(Data records Opens)
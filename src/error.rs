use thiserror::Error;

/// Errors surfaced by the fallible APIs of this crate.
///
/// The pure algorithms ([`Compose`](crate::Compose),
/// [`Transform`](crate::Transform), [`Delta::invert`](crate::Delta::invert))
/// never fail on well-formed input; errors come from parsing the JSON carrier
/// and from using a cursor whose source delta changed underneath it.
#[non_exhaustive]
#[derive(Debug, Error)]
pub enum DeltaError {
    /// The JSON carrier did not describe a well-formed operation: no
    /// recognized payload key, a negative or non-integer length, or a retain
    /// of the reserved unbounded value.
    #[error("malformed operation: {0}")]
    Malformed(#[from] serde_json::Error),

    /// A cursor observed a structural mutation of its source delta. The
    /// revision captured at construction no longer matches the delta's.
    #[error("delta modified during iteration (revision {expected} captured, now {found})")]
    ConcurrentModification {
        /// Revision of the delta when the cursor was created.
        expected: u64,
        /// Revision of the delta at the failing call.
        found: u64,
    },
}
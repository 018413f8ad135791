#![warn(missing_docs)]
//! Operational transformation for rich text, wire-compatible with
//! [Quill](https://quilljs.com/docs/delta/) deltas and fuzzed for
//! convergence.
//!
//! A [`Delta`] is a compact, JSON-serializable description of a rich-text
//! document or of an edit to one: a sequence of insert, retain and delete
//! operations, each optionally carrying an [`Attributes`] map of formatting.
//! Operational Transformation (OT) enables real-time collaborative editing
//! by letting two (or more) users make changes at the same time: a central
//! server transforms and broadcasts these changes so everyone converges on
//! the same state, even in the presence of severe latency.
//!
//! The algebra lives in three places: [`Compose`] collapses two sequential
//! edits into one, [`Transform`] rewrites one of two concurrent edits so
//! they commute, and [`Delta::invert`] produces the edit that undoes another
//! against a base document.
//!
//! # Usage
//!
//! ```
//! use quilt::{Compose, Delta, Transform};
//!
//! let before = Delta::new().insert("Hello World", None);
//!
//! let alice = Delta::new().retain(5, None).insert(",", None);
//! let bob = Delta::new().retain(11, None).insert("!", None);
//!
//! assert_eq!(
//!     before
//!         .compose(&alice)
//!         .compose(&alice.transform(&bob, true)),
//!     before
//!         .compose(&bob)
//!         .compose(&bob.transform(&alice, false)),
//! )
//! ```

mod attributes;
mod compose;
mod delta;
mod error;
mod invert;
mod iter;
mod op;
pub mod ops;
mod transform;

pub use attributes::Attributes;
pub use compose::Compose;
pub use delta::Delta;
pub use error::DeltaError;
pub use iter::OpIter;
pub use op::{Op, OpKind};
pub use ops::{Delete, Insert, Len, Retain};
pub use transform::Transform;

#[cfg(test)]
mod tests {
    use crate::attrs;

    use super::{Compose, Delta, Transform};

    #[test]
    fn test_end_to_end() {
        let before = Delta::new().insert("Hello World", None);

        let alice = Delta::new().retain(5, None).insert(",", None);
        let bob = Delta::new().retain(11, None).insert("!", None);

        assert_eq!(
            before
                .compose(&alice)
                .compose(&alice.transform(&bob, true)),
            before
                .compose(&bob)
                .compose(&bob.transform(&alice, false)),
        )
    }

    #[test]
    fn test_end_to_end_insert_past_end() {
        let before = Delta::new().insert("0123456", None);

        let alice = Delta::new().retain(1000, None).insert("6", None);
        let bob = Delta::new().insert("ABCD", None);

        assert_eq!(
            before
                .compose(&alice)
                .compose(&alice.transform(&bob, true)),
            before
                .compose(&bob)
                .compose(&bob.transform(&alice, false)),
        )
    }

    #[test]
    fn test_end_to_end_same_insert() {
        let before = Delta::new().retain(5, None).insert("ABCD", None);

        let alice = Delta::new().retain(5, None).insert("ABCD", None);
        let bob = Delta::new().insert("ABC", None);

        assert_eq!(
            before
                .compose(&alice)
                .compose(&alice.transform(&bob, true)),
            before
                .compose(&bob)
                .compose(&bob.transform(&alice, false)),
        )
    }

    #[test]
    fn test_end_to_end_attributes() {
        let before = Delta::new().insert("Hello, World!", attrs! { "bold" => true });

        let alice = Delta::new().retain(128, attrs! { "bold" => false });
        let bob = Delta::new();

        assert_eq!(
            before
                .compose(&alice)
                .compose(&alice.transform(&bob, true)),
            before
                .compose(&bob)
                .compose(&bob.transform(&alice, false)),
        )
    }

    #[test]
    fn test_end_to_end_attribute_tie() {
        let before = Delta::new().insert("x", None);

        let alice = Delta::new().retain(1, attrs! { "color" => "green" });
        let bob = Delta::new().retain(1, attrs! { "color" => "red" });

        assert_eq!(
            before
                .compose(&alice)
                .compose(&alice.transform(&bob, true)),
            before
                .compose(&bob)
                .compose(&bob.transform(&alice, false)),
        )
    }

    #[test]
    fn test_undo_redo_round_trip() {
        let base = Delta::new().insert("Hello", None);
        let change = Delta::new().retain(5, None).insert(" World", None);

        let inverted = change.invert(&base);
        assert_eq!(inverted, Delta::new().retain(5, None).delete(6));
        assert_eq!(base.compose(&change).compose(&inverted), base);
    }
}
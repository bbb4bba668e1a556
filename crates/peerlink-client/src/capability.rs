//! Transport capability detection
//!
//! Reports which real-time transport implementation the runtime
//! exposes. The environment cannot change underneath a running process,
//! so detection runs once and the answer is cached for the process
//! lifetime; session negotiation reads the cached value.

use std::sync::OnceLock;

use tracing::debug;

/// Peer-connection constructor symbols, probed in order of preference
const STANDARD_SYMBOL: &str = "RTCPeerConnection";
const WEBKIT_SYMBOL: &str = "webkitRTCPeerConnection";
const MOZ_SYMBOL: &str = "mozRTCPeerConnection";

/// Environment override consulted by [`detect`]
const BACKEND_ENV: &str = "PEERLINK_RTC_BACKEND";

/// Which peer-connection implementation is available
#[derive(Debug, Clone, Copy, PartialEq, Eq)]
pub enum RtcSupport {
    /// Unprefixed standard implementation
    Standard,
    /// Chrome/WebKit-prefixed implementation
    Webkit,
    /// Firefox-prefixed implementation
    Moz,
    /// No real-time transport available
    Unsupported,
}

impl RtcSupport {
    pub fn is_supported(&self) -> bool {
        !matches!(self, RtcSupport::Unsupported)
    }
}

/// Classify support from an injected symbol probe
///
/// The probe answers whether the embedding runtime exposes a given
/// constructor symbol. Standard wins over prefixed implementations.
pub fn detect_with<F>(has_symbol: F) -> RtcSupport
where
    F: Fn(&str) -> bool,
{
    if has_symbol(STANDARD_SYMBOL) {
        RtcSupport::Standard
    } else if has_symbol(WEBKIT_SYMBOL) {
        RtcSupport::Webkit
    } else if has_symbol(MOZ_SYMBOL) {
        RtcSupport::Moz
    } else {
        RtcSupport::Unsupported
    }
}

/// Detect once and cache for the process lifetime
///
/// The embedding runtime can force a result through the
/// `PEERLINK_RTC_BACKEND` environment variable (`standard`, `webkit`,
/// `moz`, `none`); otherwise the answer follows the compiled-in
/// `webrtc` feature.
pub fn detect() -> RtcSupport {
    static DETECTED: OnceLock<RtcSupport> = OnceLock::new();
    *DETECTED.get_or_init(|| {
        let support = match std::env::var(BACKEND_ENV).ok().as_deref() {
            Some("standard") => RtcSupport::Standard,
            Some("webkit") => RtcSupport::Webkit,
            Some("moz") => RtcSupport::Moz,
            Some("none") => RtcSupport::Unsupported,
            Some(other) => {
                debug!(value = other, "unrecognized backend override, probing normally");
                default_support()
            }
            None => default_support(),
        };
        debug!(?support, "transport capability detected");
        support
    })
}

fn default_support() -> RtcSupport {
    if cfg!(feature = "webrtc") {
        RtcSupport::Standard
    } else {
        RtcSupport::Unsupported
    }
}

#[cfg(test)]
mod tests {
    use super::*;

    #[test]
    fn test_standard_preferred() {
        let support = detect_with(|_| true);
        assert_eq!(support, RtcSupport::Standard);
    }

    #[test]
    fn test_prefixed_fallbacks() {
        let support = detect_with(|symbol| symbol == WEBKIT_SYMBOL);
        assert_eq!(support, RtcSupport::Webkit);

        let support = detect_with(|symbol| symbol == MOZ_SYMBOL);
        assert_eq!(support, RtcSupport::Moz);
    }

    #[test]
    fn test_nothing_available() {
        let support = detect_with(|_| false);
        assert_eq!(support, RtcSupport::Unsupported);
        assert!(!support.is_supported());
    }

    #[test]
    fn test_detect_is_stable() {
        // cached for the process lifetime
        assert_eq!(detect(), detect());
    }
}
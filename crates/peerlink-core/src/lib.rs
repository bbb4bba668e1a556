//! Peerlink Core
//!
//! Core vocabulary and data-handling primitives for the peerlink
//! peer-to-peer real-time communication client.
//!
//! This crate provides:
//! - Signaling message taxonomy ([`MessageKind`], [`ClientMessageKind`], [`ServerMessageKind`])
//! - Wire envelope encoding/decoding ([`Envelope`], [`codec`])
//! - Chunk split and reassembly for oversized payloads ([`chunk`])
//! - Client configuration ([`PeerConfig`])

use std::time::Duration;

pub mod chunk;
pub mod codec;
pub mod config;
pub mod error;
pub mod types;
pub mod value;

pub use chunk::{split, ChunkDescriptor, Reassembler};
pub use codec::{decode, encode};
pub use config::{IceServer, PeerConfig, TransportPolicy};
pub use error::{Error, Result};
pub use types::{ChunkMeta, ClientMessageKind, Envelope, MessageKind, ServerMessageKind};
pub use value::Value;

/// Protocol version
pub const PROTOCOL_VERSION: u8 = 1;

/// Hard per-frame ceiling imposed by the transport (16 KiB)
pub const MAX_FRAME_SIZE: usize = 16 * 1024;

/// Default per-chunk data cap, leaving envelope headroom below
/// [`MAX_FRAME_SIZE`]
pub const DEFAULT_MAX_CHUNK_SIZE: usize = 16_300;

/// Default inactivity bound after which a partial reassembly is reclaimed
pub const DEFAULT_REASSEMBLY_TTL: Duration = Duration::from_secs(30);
(Data records Closes)
** Requirement **
Start at the first line of the entries above. Set down each line exactly through the one with "everyone converges on", and stop there.

** Response area **
filename src/error.rs
use thiserror::Error;

/// Errors surfaced by the fallible APIs of this crate.
///
/// The pure algorithms ([`Compose`](crate::Compose),
/// [`Transform`](crate::Transform), [`Delta::invert`](crate::Delta::invert))
/// never fail on well-formed input; errors come from parsing the JSON carrier
/// and from using a cursor whose source delta changed underneath it.
#[non_exhaustive]
#[derive(Debug, Error)]
pub enum DeltaError {
    /// The JSON carrier did not describe a well-formed operation: no
    /// recognized payload key, a negative or non-integer length, or a retain
    /// of the reserved unbounded value.
    #[error("malformed operation: {0}")]
    Malformed(#[from] serde_json::Error),

    /// A cursor observed a structural mutation of its source delta. The
    /// revision captured at construction no longer matches the delta's.
    #[error("delta modified during iteration (revision {expected} captured, now {found})")]
    ConcurrentModification {
        /// Revision of the delta when the cursor was created.
        expected: u64,
        /// Revision of the delta at the failing call.
        found: u64,
    },
}
repository 018413f8ad135791
#![warn(missing_docs)]
//! Operational transformation for rich text, wire-compatible with
//! [Quill](https://quilljs.com/docs/delta/) deltas and fuzzed for
//! convergence.
//!
//! A [`Delta`] is a compact, JSON-serializable description of a rich-text
//! document or of an edit to one: a sequence of insert, retain and delete
//! operations, each optionally carrying an [`Attributes`] map of formatting.
//! Operational Transformation (OT) enables real-time collaborative editing
//! by letting two (or more) users make changes at the same time: a central
//! server transforms and broadcasts these changes so everyone converges on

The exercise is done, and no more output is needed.